Burroughs's later Tarzan book Jungle Tales of Tarzan, which relates additional details of Tarzan's youth among the apes, is also set during the period of Kerchak's rule of the ape band. Mysteriously however, Kerchak himself does not appear in the book, possibly indicating either frequent absences from the tribe or the author's unwillingness to complicate his story by use of a character whose significant interactions with Tarzan had already been detailed in the earlier book.

Disney version
Kerchak's character in the Walt Disney Feature Animation animated movie Disney adaptation (1999) was changed substantially from his original role in the series and is voiced by Lance Henriksen. The film made the Mangani tribe a family group of gorillas, with Kerchak a silverback gorilla (mature male) head of the family and mate to Tarzan's adoptive mother, Kala. He is essentially a combination of two of the novel's ape characters, Kerchak and Tublat, Kala's mate in Burroughs's original story. The film's Kerchak is closer in personality to Tublat, a fairly passive figure resentful of Tarzan, than to the original Kerchak (however, Tublat does appear as a separate character in the animated television series, The Legend of Tarzan, as a former rival to Kerchak cast out of the gorilla family many years before. He is characterized much like the novel's Kerchak, being vengeful and violent).

The film's Kerchak is originally warm and loving, playing with his original ape son. But after losing his child to Sabor the leopard, Kerchak becomes cold and uncaring. Though he has no role in the slaying of Tarzan's father, he refuses to accept Tarzan as his new son when Kala adopts him, only allowing him to stay with the gorillas because Kala refuses to abandon him and that Tarzan is orphaned. Kerchak disdains and shuns Tarzan during his childhood, but begins to accept him in adulthood after Tarzan kills Sabor (who was responsible for killing both Tarzan's parents, and Kerchak and Kala's son) and saves the group from the hunter Clayton. At the climax, when Kerchak sees Tarzan shot on the arm by Clayton, he attacks the hunter, but is fatally shot in the chest. Once Clayton is dealt with, Kerchak passes his leadership of the gorilla family to Tarzan; before succumbing to his injuries; signifying his ultimate acceptance of him as both adopted son and a worthy successor.

Disney's Kerchak also appears briefly in the video game Kingdom Hearts, first when Tarzan pleads with him and Kala to help him aid Sora, Donald and Goofy. Kerchak initially distrusts the trio, but later comes to accept them after they defeat Clayton and his Heartless companion the Stealth Sneak. He then allows them access to the world's Keyhole, which Sora seals, protecting the world from the Heartless permanently. In Kingdom Hearts, unlike the film, Kerchak survives the fight with Clayton. He, Kala, and Terk do not speak in the game, likely due to Sora, Goofy and Donald not being able to understand them like Tarzan.

Other versions
The character of Kerchak has also appeared in the syndicated comic strip Tarzan and in Tarzan comic books, in a portrayal essentially faithful to Burroughs's conception, generally in adaptations of the original novel.

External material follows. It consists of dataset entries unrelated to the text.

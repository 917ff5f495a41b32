//! §5 graceful shutdown — the five-step sequence, driven by a
//! `tokio::sync::watch` broadcast the way `GiftBuffer::run`/`EventRelay::run`
//! already expect to be signalled, with an overall deadline after which the
//! process exits regardless of what's still draining.
//!
//! Grounded on the teacher's `actix::System::new(...).run()` lifecycle in
//! `mock/control-api/src/main.rs`: here the `System` is replaced by
//! `#[actix_web::main]`, and `tokio::signal::ctrl_c` plus this module stand
//! in for the teacher's (nonexistent) shutdown hook.

use std::time::Duration;

use actix_web::dev::Server;
use slog::{info, warn, Logger};
use tokio::sync::watch;
use tokio::task::JoinHandle;

use crate::rooms::RoomRegistry;
use std::sync::Arc;

const SHUTDOWN_DEADLINE: Duration = Duration::from_secs(30);

/// Background loops that must observe the shutdown signal and drain before
/// the process exits — the gift buffer flush loop and the event relay
/// subscription loop, at minimum. The auto-close scan loop is included the
/// same way since it shares the signal.
pub struct BackgroundTasks {
    pub handles: Vec<JoinHandle<()>>,
}

/// Runs the §5 sequence once triggered (by Ctrl-C or SIGTERM in `main.rs`).
///
/// # Panics
///
/// Never panics; every step is best-effort and logged, since a stuck
/// collaborator must never prevent the deadline from firing.
pub async fn graceful_shutdown(
    server: Server,
    shutdown_tx: watch::Sender<bool>,
    background: BackgroundTasks,
    registry: Arc<RoomRegistry>,
    log: Logger,
) {
    info!(log, "graceful shutdown starting");

    let sequence = async {
        // (i) stop accepting new connections.
        server.stop(true).await;
        info!(log, "stopped accepting new connections");

        // (ii) stop the auto-close and gift-flush loops; each loop does its
        // own final flush before returning (gift buffer) or simply exits
        // (auto-close scan, event relay).
        let _ = shutdown_tx.send(true);
        for handle in background.handles {
            if let Err(e) = handle.await {
                warn!(log, "background task join failed during shutdown"; "error" => %e);
            }
        }
        info!(log, "background loops drained");

        // (iv) close all media-engine workers (routers/transports/producers
        // per room — process-level worker lifecycle is outside this
        // crate's abstract engine contract).
        registry.close_all("shutdown").await;
        info!(log, "media clusters closed");

        // (v) Redis pools and the relay's pub/sub connection are dropped
        // here as this future completes, closing them implicitly.
    };

    match tokio::time::timeout(SHUTDOWN_DEADLINE, sequence).await {
        Ok(()) => info!(log, "graceful shutdown completed"),
        Err(_) => {
            warn!(log, "graceful shutdown deadline exceeded, forcing exit";
                "deadline_secs" => SHUTDOWN_DEADLINE.as_secs());
            std::process::exit(1);
        }
    }
}
//! §4.3 `ActiveSpeakerDetector` — picks the top-N dominant speakers over a
//! sliding window and suppresses updates that wouldn't change the set.

use std::collections::{HashSet, VecDeque};
use std::time::{Duration, Instant};

use tokio::sync::Mutex;

use crate::media::engine::ProducerId;

struct Observation {
    producer_id: ProducerId,
    at: Instant,
}

/// Not `Send`-free-floating state: one instance per [`super::cluster::MediaCluster`],
/// fed by that cluster's source router's dominant-speaker observer.
pub struct ActiveSpeakerDetector {
    max_active: usize,
    window: Duration,
    state: Mutex<State>,
}

struct State {
    observations: VecDeque<Observation>,
    current: HashSet<ProducerId>,
}

impl ActiveSpeakerDetector {
    #[must_use]
    pub fn new(max_active: usize, window: Duration) -> Self {
        Self {
            max_active,
            window,
            state: Mutex::new(State {
                observations: VecDeque::new(),
                current: HashSet::new(),
            }),
        }
    }

    /// Records a dominant-speaker observation and recomputes the top-N set
    /// over the trailing window. Returns `Some(new_set)` only when the set
    /// actually changed, so a caller can skip a no-op
    /// pause/resume sweep across every consumer.
    pub async fn on_dominant_speaker(
        &self,
        producer_id: ProducerId,
    ) -> Option<HashSet<ProducerId>> {
        let mut state = self.state.lock().await;
        let now = Instant::now();

        state.observations.push_back(Observation { producer_id, at: now });
        let cutoff = now.checked_sub(self.window).unwrap_or(now);
        while let Some(front) = state.observations.front() {
            if front.at < cutoff {
                state.observations.pop_front();
            } else {
                break;
            }
        }

        // Most-recently-observed producers rank highest; count distinct
        // producers walking from the back of the window.
        let mut ranked: Vec<ProducerId> = Vec::new();
        for obs in state.observations.iter().rev() {
            if !ranked.contains(&obs.producer_id) {
                ranked.push(obs.producer_id.clone());
            }
            if ranked.len() >= self.max_active {
                break;
            }
        }
        let new_set: HashSet<ProducerId> = ranked.into_iter().collect();

        if new_set == state.current {
            return None;
        }
        state.current = new_set.clone();
        Some(new_set)
    }

    pub async fn current(&self) -> HashSet<ProducerId> {
        self.state.lock().await.current.clone()
    }
}

#[cfg(test)]
mod tests {
    use super::*;

    fn pid(s: &str) -> ProducerId {
        ProducerId(s.to_string())
    }

    #[tokio::test]
    async fn keeps_only_top_n_distinct_speakers() {
        let detector = ActiveSpeakerDetector::new(2, Duration::from_secs(10));
        detector.on_dominant_speaker(pid("a")).await;
        detector.on_dominant_speaker(pid("b")).await;
        let set = detector.on_dominant_speaker(pid("c")).await.unwrap();
        assert_eq!(set.len(), 2);
        assert!(set.contains(&pid("b")));
        assert!(set.contains(&pid("c")));
        assert!(!set.contains(&pid("a")));
    }

    #[tokio::test]
    async fn suppresses_update_when_set_is_unchanged() {
        let detector = ActiveSpeakerDetector::new(2, Duration::from_secs(10));
        detector.on_dominant_speaker(pid("a")).await;
        detector.on_dominant_speaker(pid("b")).await;
        // Re-observing the already-top speaker keeps the set identical.
        let result = detector.on_dominant_speaker(pid("b")).await;
        assert!(result.is_none());
    }

    #[tokio::test]
    async fn old_observations_fall_out_of_the_window() {
        let detector = ActiveSpeakerDetector::new(1, Duration::from_millis(20));
        detector.on_dominant_speaker(pid("a")).await;
        tokio::time::sleep(Duration::from_millis(40)).await;
        let set = detector.on_dominant_speaker(pid("b")).await.unwrap();
        assert_eq!(set.len(), 1);
        assert!(set.contains(&pid("b")));
    }
}
//! Shared `deadpool-redis` pool construction.
//!
//! Every Redis-backed component (`seats`, `users`, `gifts`, `ratelimit`,
//! `auth`) borrows connections from one pool built here rather than opening
//! its own client, so pool sizing and the connection URL stay in one place.

use deadpool_redis::{Config, Runtime};

use crate::config::RedisSettings;

pub type Pool = deadpool_redis::Pool;
pub type Connection = deadpool_redis::Connection;

/// Builds the pool. Does not eagerly connect — the first checkout is where
/// a misconfigured host surfaces, which is why startup explicitly pings
/// once (see `main.rs`) instead of relying on this to fail fast.
pub fn build(settings: &RedisSettings) -> Result<Pool, deadpool_redis::CreatePoolError> {
    let mut cfg = Config::from_url(settings.url());
    cfg.pool = Some(deadpool_redis::PoolConfig::new(settings.pool_size));
    cfg.create_pool(Some(Runtime::Tokio1))
}
//! Errors produced by the crate.

#[cfg(any(feature = "error_in_core", not(feature = "no_std")))]
use crate::types::Error;

#[cfg(any(not(feature = "no_std"), feature = "error_in_core"))]
use core::fmt::{Display, Formatter, Result as FmtResult};

/// Represents a class of errors returned by invalid memory operations and
/// allocator failiure.
///
/// When one of these is returned by a growing operation the container is
/// left exactly as it was before the call.
#[derive(Debug, Clone, Copy, PartialEq, Eq)]
pub enum MemoryError {
    /// Tried allocating container capacity larger than `isize::MAX` bytes.
    TooLarge,
    /// Allocation failure caused by either resource exhaustion or invalid
    /// arguments being provided to an allocator.
    Allocator(
        #[cfg(feature = "allocator_api")] core::alloc::AllocError,
        #[cfg(not(feature = "allocator_api"))] (),
    ),
}

impl MemoryError {
    #[cfg(not(feature = "allocator_api"))]
    pub(crate) const fn allocator() -> Self {
        MemoryError::Allocator(())
    }

    #[cfg(feature = "allocator_api")]
    pub(crate) const fn allocator() -> Self {
        MemoryError::Allocator(core::alloc::AllocError)
    }
}

#[cfg(any(not(feature = "no_std"), feature = "error_in_core"))]
impl Display for MemoryError {
    fn fmt(&self, f: &mut Formatter<'_>) -> FmtResult {
        match self {
            MemoryError::TooLarge => write!(
                f,
                "Tried allocating container capacity larger than `isize::MAX`"
            ),
            MemoryError::Allocator(_) => write!(f, "Allocator error"),
        }
    }
}

#[cfg(any(not(feature = "no_std"), feature = "error_in_core"))]
impl Error for MemoryError {
    fn source(&self) -> Option<&(dyn Error + 'static)> {
        match self {
            #[cfg(feature = "allocator_api")]
            MemoryError::Allocator(inner) => Some(inner),
            _ => None,
        }
    }
}

#[cfg(feature = "allocator_api")]
impl From<core::alloc::AllocError> for MemoryError {
    fn from(err: core::alloc::AllocError) -> Self {
        MemoryError::Allocator(err)
    }
}

/// Error returned by positional operations on a
/// [`Sequence`](crate::Sequence).
#[derive(Debug, Clone, Copy, PartialEq, Eq)]
pub enum SequenceError {
    /// Provided `index` isn't a valid position in a sequence of `len`
    /// elements.
    OutOfBounds {
        /// Requested position.
        index: usize,
        /// Length of the sequence at the time of the call.
        len: usize,
    },
    /// Growing the storage block failed.
    Memory(MemoryError),
}

impl From<MemoryError> for SequenceError {
    fn from(err: MemoryError) -> Self {
        SequenceError::Memory(err)
    }
}

#[cfg(any(not(feature = "no_std"), feature = "error_in_core"))]
impl Display for SequenceError {
    fn fmt(&self, f: &mut Formatter<'_>) -> FmtResult {
        match self {
            SequenceError::OutOfBounds { index, len } => write!(
                f,
                "Position {} is out of bounds for sequence of length {}",
                index, len
            ),
            SequenceError::Memory(_) => write!(f, "Unable to grow sequence storage"),
        }
    }
}

#[cfg(any(not(feature = "no_std"), feature = "error_in_core"))]
impl Error for SequenceError {
    fn source(&self) -> Option<&(dyn Error + 'static)> {
        match self {
            SequenceError::Memory(inner) => Some(inner),
            _ => None,
        }
    }
}

/// Error returned when a [`Cursor`](crate::Cursor) no longer denotes the
/// element it was created for.
#[derive(Debug, Clone, Copy, PartialEq, Eq)]
pub enum CursorError {
    /// Storage block was replaced after the cursor was created.
    Reallocated {
        /// Epoch the cursor was created in.
        cursor_epoch: u64,
        /// Current epoch of the sequence.
        current_epoch: u64,
    },
    /// Content of the referenced slot was shifted, removed or replaced.
    Shifted {
        /// Slot index the cursor points to.
        index: usize,
    },
    /// Cursor denotes the past-the-end position which holds no element.
    PastTheEnd,
}

#[cfg(any(not(feature = "no_std"), feature = "error_in_core"))]
impl Display for CursorError {
    fn fmt(&self, f: &mut Formatter<'_>) -> FmtResult {
        match self {
            CursorError::Reallocated {
                cursor_epoch,
                current_epoch,
            } => write!(
                f,
                "Cursor from epoch {} was invalidated by reallocation (current epoch {})",
                cursor_epoch, current_epoch
            ),
            CursorError::Shifted { index } => write!(
                f,
                "Cursor to slot {} was invalidated by a shifting operation",
                index
            ),
            CursorError::PastTheEnd => write!(f, "Dereferenced past-the-end cursor"),
        }
    }
}

#[cfg(any(not(feature = "no_std"), feature = "error_in_core"))]
impl Error for CursorError {}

The 1957 Tarzan movie Tarzan and the Lost Safari conflates Kerchak with Kala in a mention by the ape man to the female lead of his adoption as a baby by a she-ape. The account echoes Burroughs's version of Tarzan's youth, but names Kerchak rather than Kala as his ape foster mother. While neither actually appears in the film (nor any other ape character, aside from the ubiquitous Cheeta) the direct reference to the original Burroughs story is unusual for a movie of this period.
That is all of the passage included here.